PROVIDED MATERIAL:
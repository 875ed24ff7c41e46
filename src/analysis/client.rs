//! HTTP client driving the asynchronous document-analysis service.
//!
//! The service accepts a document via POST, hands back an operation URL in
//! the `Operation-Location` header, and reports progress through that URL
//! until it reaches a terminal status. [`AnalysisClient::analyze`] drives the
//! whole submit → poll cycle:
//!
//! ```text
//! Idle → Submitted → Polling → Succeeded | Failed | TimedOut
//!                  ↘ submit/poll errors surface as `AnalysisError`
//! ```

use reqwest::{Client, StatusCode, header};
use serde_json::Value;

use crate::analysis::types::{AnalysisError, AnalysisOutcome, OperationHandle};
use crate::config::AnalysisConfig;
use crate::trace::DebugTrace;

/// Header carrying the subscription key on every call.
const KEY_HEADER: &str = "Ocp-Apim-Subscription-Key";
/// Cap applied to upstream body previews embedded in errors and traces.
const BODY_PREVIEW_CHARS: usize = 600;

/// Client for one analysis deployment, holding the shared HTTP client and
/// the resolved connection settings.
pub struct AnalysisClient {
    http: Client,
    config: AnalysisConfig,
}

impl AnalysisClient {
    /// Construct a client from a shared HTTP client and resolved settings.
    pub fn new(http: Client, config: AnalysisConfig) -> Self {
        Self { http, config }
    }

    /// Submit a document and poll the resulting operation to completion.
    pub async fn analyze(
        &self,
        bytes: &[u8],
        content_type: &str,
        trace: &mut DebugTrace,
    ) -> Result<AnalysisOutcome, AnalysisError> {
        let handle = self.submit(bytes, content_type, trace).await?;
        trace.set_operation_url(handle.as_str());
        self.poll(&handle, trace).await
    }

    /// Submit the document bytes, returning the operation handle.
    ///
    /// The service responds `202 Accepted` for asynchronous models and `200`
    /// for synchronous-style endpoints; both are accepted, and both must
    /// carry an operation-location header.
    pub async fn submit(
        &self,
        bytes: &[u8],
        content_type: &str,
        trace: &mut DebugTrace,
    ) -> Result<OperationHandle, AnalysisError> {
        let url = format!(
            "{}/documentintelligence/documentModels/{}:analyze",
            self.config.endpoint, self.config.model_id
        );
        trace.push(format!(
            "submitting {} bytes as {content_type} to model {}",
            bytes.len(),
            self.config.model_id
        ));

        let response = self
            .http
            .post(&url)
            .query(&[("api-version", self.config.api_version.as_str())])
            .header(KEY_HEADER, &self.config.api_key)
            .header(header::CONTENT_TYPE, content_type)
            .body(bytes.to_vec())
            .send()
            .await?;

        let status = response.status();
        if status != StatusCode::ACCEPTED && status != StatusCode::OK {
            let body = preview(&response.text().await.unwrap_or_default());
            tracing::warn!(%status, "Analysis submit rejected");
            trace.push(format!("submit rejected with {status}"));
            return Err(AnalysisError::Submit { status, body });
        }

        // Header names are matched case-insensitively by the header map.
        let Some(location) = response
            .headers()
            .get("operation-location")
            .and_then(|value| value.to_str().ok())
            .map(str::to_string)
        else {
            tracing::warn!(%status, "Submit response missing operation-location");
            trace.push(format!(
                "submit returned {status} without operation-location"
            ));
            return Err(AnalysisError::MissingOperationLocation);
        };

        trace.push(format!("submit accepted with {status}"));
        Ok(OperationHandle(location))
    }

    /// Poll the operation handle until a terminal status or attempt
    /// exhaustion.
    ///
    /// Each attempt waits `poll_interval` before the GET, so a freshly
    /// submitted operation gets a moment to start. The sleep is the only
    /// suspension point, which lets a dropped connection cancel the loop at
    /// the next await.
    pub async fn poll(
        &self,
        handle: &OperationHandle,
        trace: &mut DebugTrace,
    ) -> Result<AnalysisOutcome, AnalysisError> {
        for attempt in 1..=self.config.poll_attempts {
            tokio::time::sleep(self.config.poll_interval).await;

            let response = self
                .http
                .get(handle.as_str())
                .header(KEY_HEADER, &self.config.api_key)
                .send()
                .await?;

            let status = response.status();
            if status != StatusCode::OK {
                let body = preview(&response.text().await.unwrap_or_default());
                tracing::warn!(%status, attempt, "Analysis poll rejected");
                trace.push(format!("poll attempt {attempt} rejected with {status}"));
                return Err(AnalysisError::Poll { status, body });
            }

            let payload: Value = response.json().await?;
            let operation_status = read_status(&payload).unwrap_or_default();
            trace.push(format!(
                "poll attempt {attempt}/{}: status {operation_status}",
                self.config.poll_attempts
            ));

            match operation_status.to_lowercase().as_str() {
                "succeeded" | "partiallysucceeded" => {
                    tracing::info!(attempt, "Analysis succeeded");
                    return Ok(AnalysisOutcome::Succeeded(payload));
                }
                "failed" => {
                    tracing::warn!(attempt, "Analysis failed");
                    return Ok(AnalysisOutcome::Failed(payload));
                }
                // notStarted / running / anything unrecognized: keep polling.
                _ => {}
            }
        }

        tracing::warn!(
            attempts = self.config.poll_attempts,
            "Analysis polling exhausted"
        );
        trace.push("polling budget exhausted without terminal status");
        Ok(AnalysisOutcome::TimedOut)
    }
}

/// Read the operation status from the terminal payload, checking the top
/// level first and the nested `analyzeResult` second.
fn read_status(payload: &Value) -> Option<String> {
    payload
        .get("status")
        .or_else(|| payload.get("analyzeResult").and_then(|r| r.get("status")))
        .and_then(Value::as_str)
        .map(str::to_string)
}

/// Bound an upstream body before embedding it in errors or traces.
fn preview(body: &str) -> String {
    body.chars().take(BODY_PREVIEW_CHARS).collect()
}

WORK REQUIRED: What you return must match the records above exactly.

RESPONSE AREA:
repository 875ed24ff7c41e46
filename src/analysis/client.rs
//! HTTP client driving the asynchronous document-analysis service.
//!
//! The service accepts a document via POST, hands back an operation URL in
//! the `Operation-Location` header, and reports progress through that URL
//! until it reaches a terminal status. [`AnalysisClient::analyze`] drives the
//! whole submit → poll cycle:
//!
//! ```text
//! Idle → Submitted → Polling → Succeeded | Failed | TimedOut
//!                  ↘ submit/poll errors surface as `AnalysisError`
//! ```

use reqwest::{Client, StatusCode, header};
use serde_json::Value;

use crate::analysis::types::{AnalysisError, AnalysisOutcome, OperationHandle};
use crate::config::AnalysisConfig;
use crate::trace::DebugTrace;

/// Header carrying the subscription key on every call.
const KEY_HEADER: &str = "Ocp-Apim-Subscription-Key";
/// Cap applied to upstream body previews embedded in errors and traces.
const BODY_PREVIEW_CHARS: usize = 600;

/// Client for one analysis deployment, holding the shared HTTP client and
/// the resolved connection settings.
pub struct AnalysisClient {
    http: Client,
    config: AnalysisConfig,
}

impl AnalysisClient {
    /// Construct a client from a shared HTTP client and resolved settings.
    pub fn new(http: Client, config: AnalysisConfig) -> Self {
        Self { http, config }
    }

    /// Submit a document and poll the resulting operation to completion.
    pub async fn analyze(
        &self,
        bytes: &[u8],
        content_type: &str,
        trace: &mut DebugTrace,
    ) -> Result<AnalysisOutcome, AnalysisError> {
        let handle = self.submit(bytes, content_type, trace).await?;
        trace.set_operation_url(handle.as_str());
        self.poll(&handle, trace).await
    }

    /// Submit the document bytes, returning the operation handle.
    ///
    /// The service responds `202 Accepted` for asynchronous models and `200`
    /// for synchronous-style endpoints; both are accepted, and both must
    /// carry an operation-location header.
    pub async fn submit(
        &self,
        bytes: &[u8],
        content_type: &str,
        trace: &mut DebugTrace,
    ) -> Result<OperationHandle, AnalysisError> {
        let url = format!(
            "{}/documentintelligence/documentModels/{}:analyze",
            self.config.endpoint, self.config.model_id
        );
        trace.push(format!(
            "submitting {} bytes as {content_type} to model {}",
            bytes.len(),
            self.config.model_id
        ));

        let response = self
            .http
            .post(&url)
            .query(&[("api-version", self.config.api_version.as_str())])
            .header(KEY_HEADER, &self.config.api_key)
            .header(header::CONTENT_TYPE, content_type)
            .body(bytes.to_vec())
            .send()
            .await?;

        let status = response.status();
        if status != StatusCode::ACCEPTED && status != StatusCode::OK {
            let body = preview(&response.text().await.unwrap_or_default());
            tracing::warn!(%status, "Analysis submit rejected");
            trace.push(format!("submit rejected with {status}"));
            return Err(AnalysisError::Submit { status, body });
        }

        // Header names are matched case-insensitively by the header map.
        let Some(location) = response
            .headers()
            .get("operation-location")
            .and_then(|value| value.to_str().ok())
            .map(str::to_string)
        else {
            tracing::warn!(%status, "Submit response missing operation-location");
            trace.push(format!(
                "submit returned {status} without operation-location"
            ));
            return Err(AnalysisError::MissingOperationLocation);
        };

        trace.push(format!("submit accepted with {status}"));
        Ok(OperationHandle(location))
    }

    /// Poll the operation handle until a terminal status or attempt
    /// exhaustion.
    ///
    /// Each attempt waits `poll_interval` before the GET, so a freshly
    /// submitted operation gets a moment to start. The sleep is the only
    /// suspension point, which lets a dropped connection cancel the loop at
    /// the next await.
    pub async fn poll(
        &self,
        handle: &OperationHandle,
        trace: &mut DebugTrace,
    ) -> Result<AnalysisOutcome, AnalysisError> {
        for attempt in 1..=self.config.poll_attempts {
            tokio::time::sleep(self.config.poll_interval).await;

            let response = self
                .http
                .get(handle.as_str())
                .header(KEY_HEADER, &self.config.api_key)
                .send()
                .await?;

            let status = response.status();
            if status != StatusCode::OK {
                let body = preview(&response.text().await.unwrap_or_default());
                tracing::warn!(%status, attempt, "Analysis poll rejected");
                trace.push(format!("poll attempt {attempt} rejected with {status}"));
                return Err(AnalysisError::Poll { status, body });
            }

            let payload: Value = response.json().await?;
            let operation_status = read_status(&payload).unwrap_or_default();
            trace.push(format!(
                "poll attempt {attempt}/{}: status {operation_status}",
                self.config.poll_attempts
            ));

            match operation_status.to_lowercase().as_str() {
                "succeeded" | "partiallysucceeded" => {
                    tracing::info!(attempt, "Analysis succeeded");
                    return Ok(AnalysisOutcome::Succeeded(payload));
                }
                "failed" => {
                    tracing::warn!(attempt, "Analysis failed");
                    return Ok(AnalysisOutcome::Failed(payload));
                }
                // notStarted / running / anything unrecognized: keep polling.
                _ => {}
            }
        }

        tracing::warn!(
            attempts = self.config.poll_attempts,
            "Analysis polling exhausted"
        );
        trace.push("polling budget exhausted without terminal status");
        Ok(AnalysisOutcome::TimedOut)
    }
}

/// Read the operation status from the terminal payload, checking the top
/// level first and the nested `analyzeResult` second.
fn read_status(payload: &Value) -> Option<String> {
    payload
        .get("status")
        .or_else(|| payload.get("analyzeResult").and_then(|r| r.get("status")))
        .and_then(Value::as_str)
        .map(str::to_string)
}

/// Bound an upstream body before embedding it in errors or traces.
fn preview(body: &str) -> String {
    body.chars().take(BODY_PREVIEW_CHARS).collect()
}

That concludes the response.